I've recently learned about these issues, too.
For those who aren't aware of it, the issue is called BREACH and was
discovered several years ago. The problem is that encrypting makes
content unreadable, but keeps the content length unchanged. That means
the information of content length itself is not "encrypted". Compressing
changes the content length depending on repetitions. With HTTP you
always compress-then-encrypt. (Encrypted data would likely be
uncompressible.) So if there's a secret in the plaintext content, like a
CSRF token that's repeated in every page response, an attacker might try
to have the website echo arbitrary input in the response together with
that secret. If the arbitrary input happens to share a few characters
with the secret, compression kicks in and the content length is reduced.
You probably need a prefix or fixed pattern around the secret to find a
start. Trying to find repetitions starting with only 1 character seems
impossible. Once this has started, try the next character until you have
the whole secret.
From what I understood, there is no general solution to this. There are
a few workarounds like including a random-length uncompressible padding
or try to pad the compressed content to certain length steps. None of
that is a reliable measure.
I investigated this for my ASP.NET Core web apps and found that the CSRF
token is included in a form field with double-quotes around it.
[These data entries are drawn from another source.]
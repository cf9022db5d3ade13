//! Email address type.

use core::fmt;

use serde::{Deserialize, Serialize};

/// Errors that can occur when parsing an [`Email`].
#[derive(thiserror::Error, Debug, Clone)]
pub enum EmailError {
    /// The input string is empty.
    #[error("email cannot be empty")]
    Empty,
    /// The input string is too long.
    #[error("email must be at most {max} characters")]
    TooLong {
        /// Maximum allowed length.
        max: usize,
    },
    /// The input does not contain an @ symbol.
    #[error("email must contain an @ symbol")]
    MissingAtSymbol,
    /// The local part (before @) is empty.
    #[error("email local part cannot be empty")]
    EmptyLocalPart,
    /// The domain part (after @) is empty.
    #[error("email domain cannot be empty")]
    EmptyDomain,
}

/// An email address.
///
/// This type provides basic validation for email addresses, ensuring they
/// have a valid structure with a local part and domain separated by an @ symbol.
///
/// ## Constraints
///
/// - Length: 1-254 characters (RFC 5321 limit)
/// - Must contain an @ symbol
/// - Local part (before @) must not be empty
/// - Domain part (after @) must not be empty
///
/// ## Examples
///
/// ```
/// use coupon_market_core::Email;
///
/// // Valid emails
/// assert!(Email::parse("user@example.com").is_ok());
/// assert!(Email::parse("user.name+tag@domain.co.uk").is_ok());
///
/// // Invalid emails
/// assert!(Email::parse("").is_err());             // empty
/// assert!(Email::parse("no-at-symbol").is_err()); // missing @
/// assert!(Email::parse("@domain.com").is_err());  // empty local part
/// assert!(Email::parse("user@").is_err());        // empty domain
/// ```
#[derive(Debug, Clone, Serialize, Deserialize, PartialEq, Eq, Hash)]
#[serde(transparent)]
pub struct Email(String);

impl Email {
    /// Maximum length of an email address (RFC 5321).
    pub const MAX_LENGTH: usize = 254;

    /// Parse an `Email` from a string.
    ///
    /// # Errors
    ///
    /// Returns an error if the input:
    /// - Is empty
    /// - Is longer than 254 characters
    /// - Does not contain an @ symbol
    /// - Has an empty local part or domain
    pub fn parse(s: &str) -> Result<Self, EmailError> {
        if s.is_empty() {
            return Err(EmailError::Empty);
        }

        if s.len() > Self::MAX_LENGTH {
            return Err(EmailError::TooLong {
                max: Self::MAX_LENGTH,
            });
        }

        let at_pos = s.find('@').ok_or(EmailError::MissingAtSymbol)?;

        if at_pos == 0 {
            return Err(EmailError::EmptyLocalPart);
        }

        if at_pos == s.len() - 1 {
            return Err(EmailError::EmptyDomain);
        }

        Ok(Self(s.to_owned()))
    }

    /// Returns the email address as a string slice.
    #[must_use]
    pub fn as_str(&self) -> &str {
        &self.0
    }

    /// Consumes the `Email` and returns its inner string.
    #[must_use]
    pub fn into_inner(self) -> String {
        self.0
    }

    /// Returns the local part of the email (before the @).
    #[must_use]
    pub fn local_part(&self) -> &str {
        self.0.split('@').next().unwrap_or("")
    }

    /// Returns the domain part of the email (after the @).
    #[must_use]
    pub fn domain(&self) -> &str {
        self.0.split('@').nth(1).unwrap_or("")
    }
}

impl fmt::Display for Email {
    fn fmt(&self, f: &mut fmt::Formatter<'_>) -> fmt::Result {
        write!(f, "{}", self.0)
    }
}

impl std::str::FromStr for Email {
    type Err = EmailError;

    fn from_str(s: &str) -> Result<Self, Self::Err> {
        Self::parse(s)
    }
}

impl AsRef<str> for Email {
    fn as_ref(&self) -> &str {
        &self.0
    }
}

#[cfg(test)]
#[allow(clippy::unwrap_used)]
mod tests {
    use super::*;

    #[test]
    fn test_parse_valid_emails() {
        assert!(Email::parse("user@example.com").is_ok());
        assert!(Email::parse("user.name@example.com").is_ok());
        assert!(Email::parse("user+tag@example.com").is_ok());
        assert!(Email::parse("user@subdomain.example.com").is_ok());
        assert!(Email::parse("a@b.c").is_ok());
    }

    #[test]
    fn test_parse_empty() {
        assert!(matches!(Email::parse(""), Err(EmailError::Empty)));
    }

    #[test]
    fn test_parse_too_long() {
        let long = format!("{}@example.com", "a".repeat(250));
        assert!(matches!(
            Email::parse(&long),
            Err(EmailError::TooLong { .. })
        ));
    }

    #[test]
    fn test_parse_missing_at() {
        assert!(matches!(
            Email::parse("no-at-symbol"),
            Err(EmailError::MissingAtSymbol)
        ));
    }

    #[test]
    fn test_parse_empty_local_part() {
        assert!(matches!(
            Email::parse("@domain.com"),
            Err(EmailError::EmptyLocalPart)
        ));
    }

    #[test]
    fn test_parse_empty_domain() {
        assert!(matches!(Email::parse("user@"), Err(EmailError::EmptyDomain)));
    }

    #[test]
    fn test_local_part_and_domain() {
        let email = Email::parse("user@example.com").unwrap();
        assert_eq!(email.local_part(), "user");
        assert_eq!(email.domain(), "example.com");
    }

    #[test]
    fn test_serde_roundtrip() {
        let email = Email::parse("user@example.com").unwrap();
        let json = serde_json::to_string(&email).unwrap();
        assert_eq!(json, "\"user@example.com\"");

        let parsed: Email = serde_json::from_str(&json).unwrap();
        assert_eq!(parsed, email);
    }

    #[test]
    fn test_from_str() {
        let email: Email = "user@example.com".parse().unwrap();
        assert_eq!(email.as_str(), "user@example.com");
    }
}
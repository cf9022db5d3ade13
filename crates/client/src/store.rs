//! The entity store: a process-wide cache of server-backed collections and
//! the current identity.
//!
//! The store is the only shared mutable resource in the core. It exposes one
//! mutation entry point per operation kind and hands out cloned snapshots for
//! reading, so views never alias live state. Writes are whole-value
//! replacements - a full collection on fetch, a single entry on mutation -
//! applied only after the server confirms the operation.

use std::sync::{Arc, RwLock};

use coupon_market_core::{Company, CompanyId, Coupon, CouponId, Customer, CustomerId, Identity};

/// The four independently loaded collections.
///
/// Loading one never implies another is loaded or stale.
#[derive(Debug, Clone, Copy, PartialEq, Eq, Hash)]
pub enum CollectionKind {
    Companies,
    Customers,
    Coupons,
    /// The subset of [`CollectionKind::Coupons`] purchased by the current
    /// customer.
    CustomerCoupons,
}

#[derive(Default)]
struct StoreState {
    identity: Option<Identity>,
    companies: Vec<Company>,
    customers: Vec<Customer>,
    coupons: Vec<Coupon>,
    customer_coupons: Vec<Coupon>,
}

/// Process-wide entity cache.
///
/// Cheaply cloneable handle; all clones share the same state. Insertion
/// order is preserved for list display and ids are unique within a
/// collection.
#[derive(Clone, Default)]
pub struct EntityStore {
    inner: Arc<RwLock<StoreState>>,
}

impl EntityStore {
    /// Create an empty store with no identity.
    #[must_use]
    pub fn new() -> Self {
        Self::default()
    }

    fn read(&self) -> std::sync::RwLockReadGuard<'_, StoreState> {
        self.inner.read().expect("entity store lock poisoned")
    }

    fn write(&self) -> std::sync::RwLockWriteGuard<'_, StoreState> {
        self.inner.write().expect("entity store lock poisoned")
    }

    // =========================================================================
    // Identity
    // =========================================================================

    /// Snapshot of the current identity, if any.
    #[must_use]
    pub fn identity(&self) -> Option<Identity> {
        self.read().identity.clone()
    }

    /// Install the identity established at sign-in, replacing any prior one.
    pub fn set_identity(&self, identity: Identity) {
        self.write().identity = Some(identity);
    }

    /// Drop the current identity. Collections are left in place.
    pub fn clear_identity(&self) {
        self.write().identity = None;
    }

    /// Reset everything: identity and all four collections.
    ///
    /// Used at sign-out so cached data from one identity never serves the
    /// next.
    pub fn clear_all(&self) {
        *self.write() = StoreState::default();
    }

    // =========================================================================
    // Snapshots
    // =========================================================================

    /// Ordered snapshot of the companies collection.
    #[must_use]
    pub fn companies(&self) -> Vec<Company> {
        self.read().companies.clone()
    }

    /// Ordered snapshot of the customers collection.
    #[must_use]
    pub fn customers(&self) -> Vec<Customer> {
        self.read().customers.clone()
    }

    /// Ordered snapshot of the coupons collection.
    #[must_use]
    pub fn coupons(&self) -> Vec<Coupon> {
        self.read().coupons.clone()
    }

    /// Ordered snapshot of the current customer's purchased coupons.
    #[must_use]
    pub fn customer_coupons(&self) -> Vec<Coupon> {
        self.read().customer_coupons.clone()
    }

    /// Look up a single coupon in the canonical coupons collection.
    #[must_use]
    pub fn coupon(&self, id: CouponId) -> Option<Coupon> {
        self.read().coupons.iter().find(|c| c.id == id).cloned()
    }

    /// Whether a collection currently holds no entries.
    #[must_use]
    pub fn is_empty(&self, kind: CollectionKind) -> bool {
        let state = self.read();
        match kind {
            CollectionKind::Companies => state.companies.is_empty(),
            CollectionKind::Customers => state.customers.is_empty(),
            CollectionKind::Coupons => state.coupons.is_empty(),
            CollectionKind::CustomerCoupons => state.customer_coupons.is_empty(),
        }
    }

    // =========================================================================
    // Companies
    // =========================================================================

    /// Replace the companies collection with a freshly fetched list.
    pub fn replace_companies(&self, companies: Vec<Company>) {
        self.write().companies = companies;
    }

    /// Replace the snapshot for this company's id in place, or append it.
    pub fn upsert_company(&self, company: Company) {
        let mut state = self.write();
        if let Some(slot) = state.companies.iter_mut().find(|c| c.id == company.id) {
            *slot = company;
        } else {
            state.companies.push(company);
        }
    }

    /// Remove a company by id. Removing an absent id is a no-op.
    pub fn remove_company(&self, id: CompanyId) {
        self.write().companies.retain(|c| c.id != id);
    }

    // =========================================================================
    // Customers
    // =========================================================================

    /// Replace the customers collection with a freshly fetched list.
    pub fn replace_customers(&self, customers: Vec<Customer>) {
        self.write().customers = customers;
    }

    /// Replace the snapshot for this customer's id in place, or append it.
    pub fn upsert_customer(&self, customer: Customer) {
        let mut state = self.write();
        if let Some(slot) = state.customers.iter_mut().find(|c| c.id == customer.id) {
            *slot = customer;
        } else {
            state.customers.push(customer);
        }
    }

    /// Remove a customer by id. Removing an absent id is a no-op.
    pub fn remove_customer(&self, id: CustomerId) {
        self.write().customers.retain(|c| c.id != id);
    }

    // =========================================================================
    // Coupons
    // =========================================================================

    /// Replace the coupons collection with a freshly fetched list.
    pub fn replace_coupons(&self, coupons: Vec<Coupon>) {
        self.write().coupons = coupons;
    }

    /// Replace the snapshot for this coupon's id in place, or append it.
    pub fn upsert_coupon(&self, coupon: Coupon) {
        let mut state = self.write();
        if let Some(slot) = state.coupons.iter_mut().find(|c| c.id == coupon.id) {
            *slot = coupon;
        } else {
            state.coupons.push(coupon);
        }
    }

    /// Remove a coupon by id from both the canonical collection and the
    /// purchased subset. Removing an absent id is a no-op.
    pub fn remove_coupon(&self, id: CouponId) {
        let mut state = self.write();
        state.coupons.retain(|c| c.id != id);
        state.customer_coupons.retain(|c| c.id != id);
    }

    // =========================================================================
    // Customer coupons
    // =========================================================================

    /// Replace the purchased-coupons collection with a freshly fetched list.
    pub fn replace_customer_coupons(&self, coupons: Vec<Coupon>) {
        self.write().customer_coupons = coupons;
    }

    /// Record a confirmed purchase. An id already present is left untouched.
    pub fn add_customer_coupon(&self, coupon: Coupon) {
        let mut state = self.write();
        if !state.customer_coupons.iter().any(|c| c.id == coupon.id) {
            state.customer_coupons.push(coupon);
        }
    }

    /// Drop the purchased-coupons collection so the next `ensure_loaded`
    /// re-fetches it.
    pub fn clear_customer_coupons(&self) {
        self.write().customer_coupons.clear();
    }
}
No user
input could ever possibly pass through with double-quotes unencoded, so
it's impossible to exploit this in my apps (or most ASP.NET Core MVC). I
therefore decided to enable compression.
If you can find a way that lets an attacker exploit this, you probably
should not enable compression. It depends on the framework or tools you
use. If you do it all yourself, you can format things in such a way as
in ASP.NET.
Please let me know if you find out more. I'm not a security expert and
my understanding of these things is limited.
-Yves
-------- Ursprüngliche Nachricht --------
Von: Tom Browder <tom.brow...@gmail.com>
Gesendet: Samstag, 10. Oktober 2020, 20:23 MESZ
Betreff: [users@httpd] To Gzip or not?
I've been looking at ways to speed up my web services using
<https://webpagetest.org> for analysis. One thing I've been reading
about is using mod_deflate to compress certain files but keep seeing the
warnings about using compression with https due to certain known threats.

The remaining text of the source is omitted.